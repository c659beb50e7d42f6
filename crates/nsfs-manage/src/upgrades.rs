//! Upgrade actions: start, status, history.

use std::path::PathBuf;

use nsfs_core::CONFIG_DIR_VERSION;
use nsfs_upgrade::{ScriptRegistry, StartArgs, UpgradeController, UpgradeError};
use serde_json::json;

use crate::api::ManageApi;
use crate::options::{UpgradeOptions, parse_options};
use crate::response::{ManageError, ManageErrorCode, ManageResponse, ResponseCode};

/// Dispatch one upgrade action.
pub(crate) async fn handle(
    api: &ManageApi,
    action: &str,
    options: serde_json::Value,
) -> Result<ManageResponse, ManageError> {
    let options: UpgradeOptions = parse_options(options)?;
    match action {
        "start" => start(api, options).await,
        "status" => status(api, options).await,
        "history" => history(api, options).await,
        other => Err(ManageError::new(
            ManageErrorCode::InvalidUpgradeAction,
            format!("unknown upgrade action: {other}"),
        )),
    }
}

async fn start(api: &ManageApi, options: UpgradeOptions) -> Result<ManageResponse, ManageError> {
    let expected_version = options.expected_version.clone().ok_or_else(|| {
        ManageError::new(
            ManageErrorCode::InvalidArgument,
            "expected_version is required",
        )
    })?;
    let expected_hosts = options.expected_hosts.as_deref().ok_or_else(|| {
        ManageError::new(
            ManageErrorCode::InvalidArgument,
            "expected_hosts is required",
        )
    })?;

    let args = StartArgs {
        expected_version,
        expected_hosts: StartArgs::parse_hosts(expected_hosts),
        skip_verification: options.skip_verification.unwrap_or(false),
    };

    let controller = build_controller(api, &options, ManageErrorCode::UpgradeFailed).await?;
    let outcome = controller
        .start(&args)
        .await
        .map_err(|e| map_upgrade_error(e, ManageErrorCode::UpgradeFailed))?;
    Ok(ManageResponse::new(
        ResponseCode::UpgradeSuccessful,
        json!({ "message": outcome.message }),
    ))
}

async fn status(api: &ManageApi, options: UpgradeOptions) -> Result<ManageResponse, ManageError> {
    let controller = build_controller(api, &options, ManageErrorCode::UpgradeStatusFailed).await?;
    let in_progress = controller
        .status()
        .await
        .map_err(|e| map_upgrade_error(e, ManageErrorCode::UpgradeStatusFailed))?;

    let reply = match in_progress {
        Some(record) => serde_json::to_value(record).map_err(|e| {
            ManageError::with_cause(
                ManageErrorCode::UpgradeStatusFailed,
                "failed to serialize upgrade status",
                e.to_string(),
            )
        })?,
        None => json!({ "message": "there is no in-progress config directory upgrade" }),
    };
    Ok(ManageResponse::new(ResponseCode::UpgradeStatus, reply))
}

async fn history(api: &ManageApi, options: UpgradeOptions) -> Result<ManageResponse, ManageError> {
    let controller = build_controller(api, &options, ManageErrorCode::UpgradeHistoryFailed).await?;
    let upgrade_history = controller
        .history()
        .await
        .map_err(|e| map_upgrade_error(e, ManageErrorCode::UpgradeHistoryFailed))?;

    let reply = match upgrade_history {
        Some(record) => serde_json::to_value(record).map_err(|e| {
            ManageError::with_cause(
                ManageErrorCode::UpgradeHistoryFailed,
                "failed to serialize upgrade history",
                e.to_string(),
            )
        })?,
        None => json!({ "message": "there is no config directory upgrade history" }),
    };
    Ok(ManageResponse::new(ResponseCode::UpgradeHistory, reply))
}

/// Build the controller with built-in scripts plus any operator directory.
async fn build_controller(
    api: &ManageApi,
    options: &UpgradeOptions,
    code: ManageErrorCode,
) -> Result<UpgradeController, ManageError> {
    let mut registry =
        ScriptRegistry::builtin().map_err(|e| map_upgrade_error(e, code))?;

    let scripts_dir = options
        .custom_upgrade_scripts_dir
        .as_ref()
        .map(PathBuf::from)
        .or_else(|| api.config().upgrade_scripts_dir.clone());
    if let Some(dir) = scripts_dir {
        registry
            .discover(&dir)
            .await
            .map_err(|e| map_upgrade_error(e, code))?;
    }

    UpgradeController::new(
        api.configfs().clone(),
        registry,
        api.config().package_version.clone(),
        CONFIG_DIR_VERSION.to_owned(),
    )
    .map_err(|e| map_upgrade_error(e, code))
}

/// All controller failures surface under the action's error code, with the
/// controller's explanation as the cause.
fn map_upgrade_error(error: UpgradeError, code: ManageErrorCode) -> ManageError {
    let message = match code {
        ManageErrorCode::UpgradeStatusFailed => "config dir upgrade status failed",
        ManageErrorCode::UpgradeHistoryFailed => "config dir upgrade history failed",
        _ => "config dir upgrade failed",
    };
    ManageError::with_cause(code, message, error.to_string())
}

_ _ _

● Work order
Only the number is wanted: how many lines in the data include the word "there"?

● Written solution
2